The INT model separates neural responses into stimulus-related information and stimulus-general neural tuning, which can be estimated separately. The stimulus-related information is represented as the stimulus matrix *S*, which is derived based on the neural responses of the training participants when the functional template is created. After the functional template has been created, descriptors for additional stimuli can be estimated based on a subset of training participants for whom responses to the new stimuli are available. These descriptors for new stimuli extend the original stimulus matrix *S*, and they can be used to predict individualized responses to the new stimuli for the left-out test participants. For example, we built the functional template based on responses to the movie, estimated the stimulus descriptors for object categories and retinotopic localizers, and used these stimulus descriptors to estimate the category selectivity maps and retinotopic maps of left-out test participants. In other words, the original stimulus matrix *S* can be extended based on a subset of participants, provided that we have their neural responses to the new stimuli and their tuning matrices. On the other hand, the tuning matrix *T* of a new participant, which represents stimulus-general neural tuning, can be accurately estimated with several minutes of movie data (Fig. 6). Therefore, our INT model makes it possible to accurately predict individualized, out-of-sample responses to a wide range of stimuli based on a rich normative functional template and a relatively small amount of fMRI data from a new participant.
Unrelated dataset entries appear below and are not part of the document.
//! Field and method descriptor decoding.
//!
//! Descriptors are kept raw on the class model; the decoded forms here carry
//! class names already normalized to dotted form.

use std::fmt;

use crate::constant_pool::normalize_class_name;
use crate::error::ClassFormatError;

#[derive(Debug, Clone, Copy, PartialEq, Eq)]
pub enum BaseType {
    Byte,
    Char,
    Double,
    Float,
    Int,
    Long,
    Short,
    Boolean,
}

impl BaseType {
    fn from_tag(tag: u8) -> Option<Self> {
        Some(match tag {
            b'B' => Self::Byte,
            b'C' => Self::Char,
            b'D' => Self::Double,
            b'F' => Self::Float,
            b'I' => Self::Int,
            b'J' => Self::Long,
            b'S' => Self::Short,
            b'Z' => Self::Boolean,
            _ => return None,
        })
    }

    pub fn keyword(self) -> &'static str {
        match self {
            Self::Byte => "byte",
            Self::Char => "char",
            Self::Double => "double",
            Self::Float => "float",
            Self::Int => "int",
            Self::Long => "long",
            Self::Short => "short",
            Self::Boolean => "boolean",
        }
    }
}

#[derive(Debug, Clone, PartialEq, Eq)]
pub enum FieldType {
    Base(BaseType),
    Object(String),
    Array(Box<FieldType>),
}

impl FieldType {
    /// The class this type refers to, looking through array dimensions.
    /// `None` for primitives and primitive arrays.
    pub fn referenced_class(&self) -> Option<&str> {
        match self {
            Self::Base(_) => None,
            Self::Object(name) => Some(name),
            Self::Array(component) => component.referenced_class(),
        }
    }
}

impl fmt::Display for FieldType {
    fn fmt(&self, f: &mut fmt::Formatter<'_>) -> fmt::Result {
        match self {
            Self::Base(base) => f.write_str(base.keyword()),
            Self::Object(name) => f.write_str(name),
            Self::Array(component) => write!(f, "{component}[]"),
        }
    }
}

#[derive(Debug, Clone, PartialEq, Eq)]
pub struct MethodDescriptor {
    pub parameters: Vec<FieldType>,
    /// `None` for `void`.
    pub return_type: Option<FieldType>,
}

pub fn parse_field_descriptor(raw: &str) -> Result<FieldType, ClassFormatError> {
    let (ty, rest) = parse_field_type(raw.as_bytes(), raw)?;
    if !rest.is_empty() {
        return Err(invalid(raw));
    }
    Ok(ty)
}

pub fn parse_method_descriptor(raw: &str) -> Result<MethodDescriptor, ClassFormatError> {
    let mut rest = raw
        .as_bytes()
        .strip_prefix(b"(")
        .ok_or_else(|| invalid(raw))?;

    let mut parameters = Vec::new();
    loop {
        match rest.first() {
            Some(b')') => {
                rest = &rest[1..];
                break;
            }
            Some(_) => {
                let (ty, tail) = parse_field_type(rest, raw)?;
                parameters.push(ty);
                rest = tail;
            }
            None => return Err(invalid(raw)),
        }
    }

    let return_type = if rest == b"V" {
        None
    } else {
        let (ty, tail) = parse_field_type(rest, raw)?;
        if !tail.is_empty() {
            return Err(invalid(raw));
        }
        Some(ty)
    };

    Ok(MethodDescriptor {
        parameters,
        return_type,
    })
}

fn parse_field_type<'a>(
    bytes: &'a [u8],
    raw: &str,
) -> Result<(FieldType, &'a [u8]), ClassFormatError> {
    let (&tag, rest) = bytes.split_first().ok_or_else(|| invalid(raw))?;
    match tag {
        b'L' => {
            let end = rest
                .iter()
                .position(|&b| b == b';')
                .filter(|&end| end > 0)
                .ok_or_else(|| invalid(raw))?;
            let internal = std::str::from_utf8(&rest[..end]).map_err(|_| invalid(raw))?;
            Ok((
                FieldType::Object(normalize_class_name(internal)),
                &rest[end + 1..],
            ))
        }
        b'[' => {
            let (component, tail) = parse_field_type(rest, raw)?;
            Ok((FieldType::Array(Box::new(component)), tail))
        }
        other => BaseType::from_tag(other)
            .map(|base| (FieldType::Base(base), rest))
            .ok_or_else(|| invalid(raw)),
    }
}

fn invalid(raw: &str) -> ClassFormatError {
    ClassFormatError::InvalidDescriptor(raw.to_string())
}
A major objective of studying individual differences in brain functional organization is to build biomarkers that are associated with cognition, behavior, and disorders. Our model focuses on semi-shared components of brain functional organization and is ideal for this purpose. By “semi-shared” we mean that the same component exists in multiple brains but differs in amplitude and topography. These reliable variations across individuals may covary with phenotypes of interest and provide accurate biomarkers. A fully shared component, which is identical across brains, cannot covary with other variables by definition. A fully idiosyncratic component that only exists in one brain, on the other hand, cannot be used to build generalizable models. For example, a specific component that only exists in one schizophrenic brain may be of interest for a case study but cannot be used to diagnose other schizophrenic individuals because it does not exist in other brains. Our model focuses on how the same set of components are instantiated in different forms across the functional organization of different brains. Given the large number of components (over 3000 in the current implementation) and observation that they vary across brains in a variety of ways, these semi-shared components provide a promising basis for developing biomarkers. Similar to our previous work (Feilong et al., 2018), brain regions that have the most shared and synchronized responses (Guntupalli et al., 2016; Hasson et al., 2004, 2010) are also the regions showing the most reliable differences, suggesting the great potential of using semi-shared components to study individual differences.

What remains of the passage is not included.